McAfee, once one of the household names in computer security software, is poised to become an independent business once more.Intel, which bought McAfee for $7.7 billion six years ago, said on Wednesday that it had sold a majority stake in its cybersecurity business to the investment firm TPG, in a transaction valuing the security provider at approximately $4.2 billion, including debt.
The move will bring McAfee independence at a time when cybersecurity businesses have grown more prominent amid seemingly omnipresent hacking threats. And its sale illustrates how much both the technology industry and Intel have changed since Intel purchased the company in 2010.
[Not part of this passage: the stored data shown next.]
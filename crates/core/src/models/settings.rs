use serde::{Deserialize, Serialize};
use std::collections::HashMap;

use crate::errors::CoreError;

/// User-configurable settings for the tracker and its indicators.
///
/// Every field has a default, so a partial JSON document is enough.
#[derive(Debug, Clone, PartialEq, Serialize, Deserialize)]
#[serde(default)]
pub struct Settings {
    /// The currency amounts are labelled in (e.g., "USD"). No conversion is done.
    pub currency: String,

    /// Window of the simple moving average.
    pub sma_window: usize,

    /// Window of the Bollinger band moving average and standard deviation.
    pub bollinger_window: usize,

    /// Band half-width in standard deviations.
    pub bollinger_k: f64,

    /// Horizon of the savings projection, in years.
    pub projection_years: u32,

    /// Length of the trailing price window, in calendar days.
    pub lookback_days: u32,

    /// HTTP timeout applied by providers that make direct requests.
    pub provider_timeout_secs: u64,

    /// Optional API keys for providers that require them.
    /// Keys: provider name (e.g., "alphavantage").
    pub api_keys: HashMap<String, String>,
}

impl Default for Settings {
    fn default() -> Self {
        Self {
            currency: "USD".to_string(),
            sma_window: 18,
            bollinger_window: 20,
            bollinger_k: 2.0,
            projection_years: 5,
            lookback_days: 365,
            provider_timeout_secs: 30,
            api_keys: HashMap::new(),
        }
    }
}

impl Settings {
    /// Parse settings from JSON and validate them.
    pub fn from_json(json: &str) -> Result<Self, CoreError> {
        let settings: Settings = serde_json::from_str(json)?;
        settings.validate()?;
        Ok(settings)
    }

    /// Reject values the indicator and projection math cannot work with.
    pub fn validate(&self) -> Result<(), CoreError> {
        let currency = self.currency.trim();
        if currency.len() != 3 || !currency.chars().all(|c| c.is_ascii_alphabetic()) {
            return Err(CoreError::InvalidInput(format!(
                "Invalid currency code '{}': must be exactly 3 ASCII letters",
                self.currency
            )));
        }
        if self.sma_window == 0 {
            return Err(CoreError::InvalidInput("sma_window must be at least 1".into()));
        }
        // Sample standard deviation needs two points.
        if self.bollinger_window < 2 {
            return Err(CoreError::InvalidInput(
                "bollinger_window must be at least 2".into(),
            ));
        }
        if !self.bollinger_k.is_finite() || self.bollinger_k < 0.0 {
            return Err(CoreError::InvalidInput(format!(
                "bollinger_k must be finite and non-negative, got {}",
                self.bollinger_k
            )));
        }
        if self.lookback_days == 0 {
            return Err(CoreError::InvalidInput("lookback_days must be at least 1".into()));
        }
        if self.provider_timeout_secs == 0 {
            return Err(CoreError::InvalidInput(
                "provider_timeout_secs must be at least 1".into(),
            ));
        }
        Ok(())
    }
}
Then, much of computer security was centered on protecting personal computers hard wired to corporate and personal networks. The explosion of smartphones, tablets and laptops, all wirelessly connected to cloud computing systems, has changed the industry. PC sales have shrunk for five years, too, changing Intel’s business plans.In a world where many programs share information, it is harder at times to say where some software resides, or with what it is interacting. Individual virus scans like the kind that McAfee traditionally sold might be useful, but they are not always sufficient. Nor are firewalls, which may protect some of a corporation but cannot create an adequate defense.Following industry trends, Intel Security last year announced plans to refocus on cloud network security as well as ways to identify and analyze potential threats through sophisticated software, which the business said would let it respond to problems sooner and faster. It also expanded its focus to protection for mobile devices, as well as PCs.Intel, reeling from the PC collapse, has struggled to build up a business in chips for cloud-type data centers. This has made McAfee, along with other software assets that Intel acquired under its previous leadership, less attractive to current management.
Sales from the security business rose 11 percent during the first half of this year from the same time last year, to $1.1 billion.Under the terms of the deal, McAfee will borrow money to pay an approximately $2 billion dividend to Intel, which will retain a 49 percent stake in the business. TPG will pay $1.1 billion in cash for a 51 percent stake.